Instead of responding, Cavanaugh glanced down at a map of the shops in town. "The big bookstore is in the Carmel Mall. We could keep a watch on the place. Since Prescott likes books, there's a good chance he'd eventually show up there."

"Unless he buys books off the Internet."

"There's nothing like a real bookstore, though."

"In that case, he might decide to make the short drive north to Monterey," Jamie said.

Cavanaugh gave her a look.

"Just trying to investigate alternatives," she said.

"Which brings us back to sitting here on the beach and watching for him."

"Fine with me. I'll get a beach chair and a book. I can use the rest," Jamie said.

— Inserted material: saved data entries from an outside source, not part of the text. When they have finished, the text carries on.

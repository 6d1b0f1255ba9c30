//! Heuristic functional dependency detection over sample rows.

use std::collections::{BTreeSet, HashMap, HashSet};

use serde::{Deserialize, Serialize};
use serde_json::Value;

use crate::input::{Dataset, Row};

use super::FunctionalDependency;

/// Configuration for the dependency detector.
#[derive(Debug, Clone, Serialize, Deserialize)]
pub struct DetectorConfig {
    /// Minimum confidence for a dependency to be reported as holding.
    pub confidence_threshold: f64,
    /// Pair determinants are only searched when the attribute count is at or
    /// below this cap; above it only single-attribute determinants are tested.
    pub max_pairwise_attributes: usize,
    /// Optional cap on the number of rows inspected (None = all rows).
    pub max_rows: Option<usize>,
}

impl Default for DetectorConfig {
    fn default() -> Self {
        Self {
            confidence_threshold: 0.98,
            max_pairwise_attributes: 15,
            max_rows: None,
        }
    }
}

/// Result of testing a single candidate dependency.
#[derive(Debug, Clone, Copy, PartialEq, Serialize, Deserialize)]
pub struct DependencyTest {
    /// Whether the confidence met the threshold.
    pub holds: bool,
    /// `1 - violations / row_count`; 0.0 for an empty row set.
    pub confidence: f64,
    /// Number of excess dependent values across determinant partitions.
    pub violations: usize,
}

/// Detects functional dependencies that appear to hold in sample data.
///
/// The search is a deliberate, bounded heuristic: every single attribute and
/// (under the pairwise cap) every unordered attribute pair is tested as a
/// determinant. Determinants of size three or more are never tested directly;
/// they surface only through closure expansion in later stages.
pub struct FdDetector {
    config: DetectorConfig,
}

impl FdDetector {
    /// Create a detector with default settings.
    pub fn new() -> Self {
        Self::with_config(DetectorConfig::default())
    }

    /// Create a detector with custom settings.
    pub fn with_config(config: DetectorConfig) -> Self {
        Self { config }
    }

    /// Test whether `determinant → dependent` holds over `rows`.
    ///
    /// Rows are partitioned by their determinant value tuple; each partition
    /// holding more than one distinct dependent value contributes
    /// `distinct - 1` violations. A zero-row input is a degenerate
    /// computation and yields `holds=false, confidence=0` rather than a
    /// division by zero. Nulls compare equal within a tuple.
    pub fn test_dependency(
        &self,
        determinant: &BTreeSet<String>,
        dependent: &str,
        rows: &[Row],
    ) -> DependencyTest {
        if rows.is_empty() {
            return DependencyTest {
                holds: false,
                confidence: 0.0,
                violations: 0,
            };
        }

        let mut partitions: HashMap<String, HashSet<String>> = HashMap::new();

        for row in rows {
            let key = Self::tuple_key(determinant, row);
            let value = row.get(dependent).unwrap_or(&Value::Null).to_string();
            partitions.entry(key).or_default().insert(value);
        }

        let violations: usize = partitions
            .values()
            .map(|distinct| distinct.len().saturating_sub(1))
            .sum();

        let confidence = 1.0 - violations as f64 / rows.len() as f64;

        DependencyTest {
            holds: confidence >= self.config.confidence_threshold,
            confidence,
            violations,
        }
    }

    /// Detect all dependencies that hold over the dataset's sample rows.
    ///
    /// For each attribute as dependent, every other single attribute is
    /// tested as a determinant; unordered pairs are tested only when the
    /// attribute count is within `max_pairwise_attributes`. Redundant
    /// dependencies are then left-reduced away.
    pub fn detect_all(&self, dataset: &Dataset) -> Vec<FunctionalDependency> {
        let rows = match self.config.max_rows {
            Some(n) => dataset.sample(n),
            None => &dataset.rows,
        };
        let attributes = &dataset.attributes;
        let mut found = Vec::new();

        for dependent in attributes {
            for single in attributes {
                if single == dependent {
                    continue;
                }
                let determinant: BTreeSet<String> = [single.clone()].into_iter().collect();
                let test = self.test_dependency(&determinant, dependent, rows);
                if test.holds {
                    found.push(FunctionalDependency {
                        determinant,
                        dependent: dependent.clone(),
                        confidence: test.confidence,
                    });
                }
            }

            if attributes.len() <= self.config.max_pairwise_attributes {
                for i in 0..attributes.len() {
                    for j in (i + 1)..attributes.len() {
                        if &attributes[i] == dependent || &attributes[j] == dependent {
                            continue;
                        }
                        let determinant: BTreeSet<String> =
                            [attributes[i].clone(), attributes[j].clone()]
                                .into_iter()
                                .collect();
                        let test = self.test_dependency(&determinant, dependent, rows);
                        if test.holds {
                            found.push(FunctionalDependency {
                                determinant,
                                dependent: dependent.clone(),
                                confidence: test.confidence,
                            });
                        }
                    }
                }
            }
        }

        Self::remove_redundant(found)
    }

    /// Left-reduction: drop any dependency whose determinant is a strict
    /// superset of another retained dependency's determinant with the same
    /// dependent.
    pub fn remove_redundant(fds: Vec<FunctionalDependency>) -> Vec<FunctionalDependency> {
        let retained: Vec<FunctionalDependency> = fds
            .iter()
            .filter(|fd| !fds.iter().any(|other| fd.is_left_extension_of(other)))
            .cloned()
            .collect();
        retained
    }

    /// Stable grouping key for a row's determinant value tuple.
    fn tuple_key(determinant: &BTreeSet<String>, row: &Row) -> String {
        let values: Vec<Value> = determinant
            .iter()
            .map(|attr| row.get(attr).cloned().unwrap_or(Value::Null))
            .collect();
        Value::Array(values).to_string()
    }
}

impl Default for FdDetector {
    fn default() -> Self {
        Self::new()
    }
}
//! Layered normal form checks with gated classification.

use std::collections::BTreeSet;

use serde_json::Value;

use crate::fd::FunctionalDependency;
use crate::input::Row;

use super::{FormCheck, NormalForm, NormalFormReport, NormalFormViolation};

/// Partial-dependency predicate: the dependent is non-prime and the
/// determinant is a strict subset of some candidate key.
pub fn is_partial_dependency(
    fd: &FunctionalDependency,
    prime: &BTreeSet<String>,
    candidate_keys: &[BTreeSet<String>],
) -> bool {
    if prime.contains(&fd.dependent) {
        return false;
    }
    candidate_keys
        .iter()
        .any(|key| fd.determinant.is_subset(key) && fd.determinant.len() < key.len())
}

/// Transitive-dependency predicate: every determinant attribute and the
/// dependent are non-prime, and the determinant is not itself a candidate key.
pub fn is_transitive_dependency(
    fd: &FunctionalDependency,
    prime: &BTreeSet<String>,
    candidate_keys: &[BTreeSet<String>],
) -> bool {
    let determinant_non_prime = fd.determinant.iter().all(|attr| !prime.contains(attr));
    if !determinant_non_prime || prime.contains(&fd.dependent) {
        return false;
    }
    !candidate_keys.iter().any(|key| *key == fd.determinant)
}

/// Classifies a relation's compliance with 1NF, 2NF and 3NF.
///
/// Not a state machine: each check is a declarative predicate over the FD
/// set and candidate keys, and the prime attribute set is derived once at
/// construction as a read-only field.
pub struct NormalFormChecker {
    fds: Vec<FunctionalDependency>,
    candidate_keys: Vec<BTreeSet<String>>,
    prime_attributes: BTreeSet<String>,
}

impl NormalFormChecker {
    /// Create a checker for the given dependencies and candidate keys.
    pub fn new(fds: Vec<FunctionalDependency>, candidate_keys: Vec<BTreeSet<String>>) -> Self {
        let prime_attributes = candidate_keys.iter().flatten().cloned().collect();
        Self {
            fds,
            candidate_keys,
            prime_attributes,
        }
    }

    /// The union of attributes across all candidate keys.
    pub fn prime_attributes(&self) -> &BTreeSet<String> {
        &self.prime_attributes
    }

    /// 1NF: every cell holds an atomic scalar. Arrays and nested objects are
    /// composite structures and fail the check.
    pub fn check_1nf(&self, rows: &[Row]) -> FormCheck {
        let mut violations = Vec::new();

        for (idx, row) in rows.iter().enumerate() {
            for (attribute, value) in row {
                if matches!(value, Value::Array(_) | Value::Object(_)) {
                    violations.push(NormalFormViolation::NonAtomicValue {
                        attribute: attribute.clone(),
                        row: idx,
                    });
                }
            }
        }

        FormCheck::from_violations(violations)
    }

    /// 2NF: no non-prime attribute depends on a strict subset of a key.
    pub fn check_2nf(&self) -> FormCheck {
        let violations = self
            .fds
            .iter()
            .filter(|fd| is_partial_dependency(fd, &self.prime_attributes, &self.candidate_keys))
            .map(|fd| NormalFormViolation::PartialDependency {
                determinant: fd.canonical_determinant(),
                dependent: fd.dependent.clone(),
                reason: format!(
                    "{} partially depends on {}",
                    fd.dependent,
                    fd.canonical_determinant().join(", ")
                ),
            })
            .collect();

        FormCheck::from_violations(violations)
    }

    /// 3NF: no non-prime attribute depends on a non-prime, non-key set.
    pub fn check_3nf(&self) -> FormCheck {
        let violations = self
            .fds
            .iter()
            .filter(|fd| {
                is_transitive_dependency(fd, &self.prime_attributes, &self.candidate_keys)
            })
            .map(|fd| NormalFormViolation::TransitiveDependency {
                determinant: fd.canonical_determinant(),
                dependent: fd.dependent.clone(),
                reason: format!(
                    "{} transitively depends on {}",
                    fd.dependent,
                    fd.canonical_determinant().join(", ")
                ),
            })
            .collect();

        FormCheck::from_violations(violations)
    }

    /// Run all three checks and classify the current form under gating:
    /// if 1NF fails the relation is UNF regardless of the other results.
    pub fn analyze_all_forms(&self, rows: &[Row]) -> NormalFormReport {
        let first = self.check_1nf(rows);
        let second = self.check_2nf();
        let third = self.check_3nf();

        let mut current_form = NormalForm::Unf;
        if first.satisfied {
            current_form = NormalForm::First;
            if second.satisfied {
                current_form = NormalForm::Second;
                if third.satisfied {
                    current_form = NormalForm::Third;
                }
            }
        }

        NormalFormReport {
            first,
            second,
            third,
            current_form,
        }
    }
}
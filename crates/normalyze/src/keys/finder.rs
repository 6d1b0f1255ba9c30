//! Bounded generate-and-test search for minimal candidate keys.

use std::collections::BTreeSet;

use serde::{Deserialize, Serialize};

use crate::fd::{closure, FunctionalDependency};

use super::CancelToken;

/// Configuration for the candidate key search.
#[derive(Debug, Clone, Serialize, Deserialize)]
pub struct KeySearchConfig {
    /// Maximum total key size explored before falling back.
    pub max_key_size: usize,
}

impl Default for KeySearchConfig {
    fn default() -> Self {
        Self { max_key_size: 4 }
    }
}

/// Outcome of a key search.
#[derive(Debug, Clone, Serialize, Deserialize)]
pub struct KeySearch {
    /// The keys found. Never empty: when the bounded search finds nothing,
    /// the full attribute set is returned as a single (possibly non-minimal)
    /// fallback key.
    pub keys: Vec<BTreeSet<String>>,
    /// False when the result is the fallback (bound exceeded or cancelled);
    /// callers should treat an incomplete result as lower-confidence, not as
    /// a failure.
    pub complete: bool,
}

/// Searches for minimal attribute sets whose closure spans the universe.
///
/// The search is bottom-up and bounded: it seeds every candidate with the
/// attributes that can never be derived (those appearing in no dependent
/// position), grows combinations up to `max_key_size`, and stops at the
/// first size that yields any minimal key. Equally valid keys of larger
/// sizes are deliberately not explored; this is an accepted approximation
/// that keeps cost bounded.
pub struct CandidateKeyFinder {
    attributes: Vec<String>,
    fds: Vec<FunctionalDependency>,
    config: KeySearchConfig,
}

impl CandidateKeyFinder {
    /// Create a finder with the default size bound.
    pub fn new(attributes: Vec<String>, fds: Vec<FunctionalDependency>) -> Self {
        Self::with_config(attributes, fds, KeySearchConfig::default())
    }

    /// Create a finder with a custom size bound.
    pub fn with_config(
        attributes: Vec<String>,
        fds: Vec<FunctionalDependency>,
        config: KeySearchConfig,
    ) -> Self {
        Self {
            attributes,
            fds,
            config,
        }
    }

    /// Attributes that never appear as a dependent in any FD.
    ///
    /// Under this engine's heuristic FD set they cannot be derived from
    /// anything else, so every candidate key must contain them.
    pub fn must_include_attributes(&self) -> BTreeSet<String> {
        let dependents: BTreeSet<&str> =
            self.fds.iter().map(|fd| fd.dependent.as_str()).collect();
        self.attributes
            .iter()
            .filter(|attr| !dependents.contains(attr.as_str()))
            .cloned()
            .collect()
    }

    /// True if the set's closure spans the entire attribute universe.
    pub fn is_superkey(&self, set: &BTreeSet<String>) -> bool {
        closure(set, &self.fds).len() == self.attributes.len()
    }

    /// True if removing any single attribute breaks the superkey property.
    pub fn is_minimal(&self, superkey: &BTreeSet<String>) -> bool {
        superkey.iter().all(|attr| {
            let mut reduced = superkey.clone();
            reduced.remove(attr);
            !self.is_superkey(&reduced)
        })
    }

    /// Run the search with no external cancellation.
    pub fn find(&self) -> KeySearch {
        self.find_with_cancel(&CancelToken::new())
    }

    /// Run the search, checking `token` between combination attempts.
    ///
    /// Cancellation yields the full-attribute fallback flagged incomplete; it
    /// is never an error.
    pub fn find_with_cancel(&self, token: &CancelToken) -> KeySearch {
        let must_include = self.must_include_attributes();

        if self.is_superkey(&must_include) {
            return KeySearch {
                keys: vec![must_include],
                complete: true,
            };
        }

        let others: Vec<String> = self
            .attributes
            .iter()
            .filter(|attr| !must_include.contains(*attr))
            .cloned()
            .collect();

        let max_size = self.config.max_key_size.min(self.attributes.len());

        for size in (must_include.len() + 1)..=max_size {
            let mut found = Vec::new();

            for combo in Combinations::new(&others, size - must_include.len()) {
                if token.is_cancelled() {
                    return self.fallback();
                }

                let candidate: BTreeSet<String> =
                    must_include.iter().cloned().chain(combo).collect();

                if self.is_superkey(&candidate) && self.is_minimal(&candidate) {
                    found.push(candidate);
                }
            }

            // Early termination: the first size with minimal keys wins.
            if !found.is_empty() {
                return KeySearch {
                    keys: found,
                    complete: true,
                };
            }
        }

        self.fallback()
    }

    fn fallback(&self) -> KeySearch {
        KeySearch {
            keys: vec![self.attributes.iter().cloned().collect()],
            complete: false,
        }
    }
}

/// Iterator over all k-combinations of a slice, in index order.
struct Combinations<'a> {
    items: &'a [String],
    indices: Vec<usize>,
    done: bool,
}

impl<'a> Combinations<'a> {
    fn new(items: &'a [String], k: usize) -> Self {
        let done = k > items.len();
        Self {
            items,
            indices: (0..k).collect(),
            done,
        }
    }
}

impl Iterator for Combinations<'_> {
    type Item = Vec<String>;

    fn next(&mut self) -> Option<Self::Item> {
        if self.done {
            return None;
        }

        let combo: Vec<String> = self
            .indices
            .iter()
            .map(|&i| self.items[i].clone())
            .collect();

        // Advance to the next index tuple.
        let k = self.indices.len();
        if k == 0 {
            self.done = true;
            return Some(combo);
        }
        let mut i = k;
        loop {
            if i == 0 {
                self.done = true;
                break;
            }
            i -= 1;
            if self.indices[i] < self.items.len() - (k - i) {
                self.indices[i] += 1;
                for j in (i + 1)..k {
                    self.indices[j] = self.indices[j - 1] + 1;
                }
                break;
            }
        }

        Some(combo)
    }
}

"After dark, we'll stake out the best restaurants and see if he shows up."

"I was sort of hoping we could
eat
in those restaurants, not watch them."

"Given how little he's probably eating these days, he'll want the small portions he allows himself to be exquisite. Only the top two or three restaurants in town will be acceptable to him."

"Unless he eats at home."

Cavanaugh gave her another look.

A jogger sprinted to their end of the beach, turned, and ran back in the opposite direction.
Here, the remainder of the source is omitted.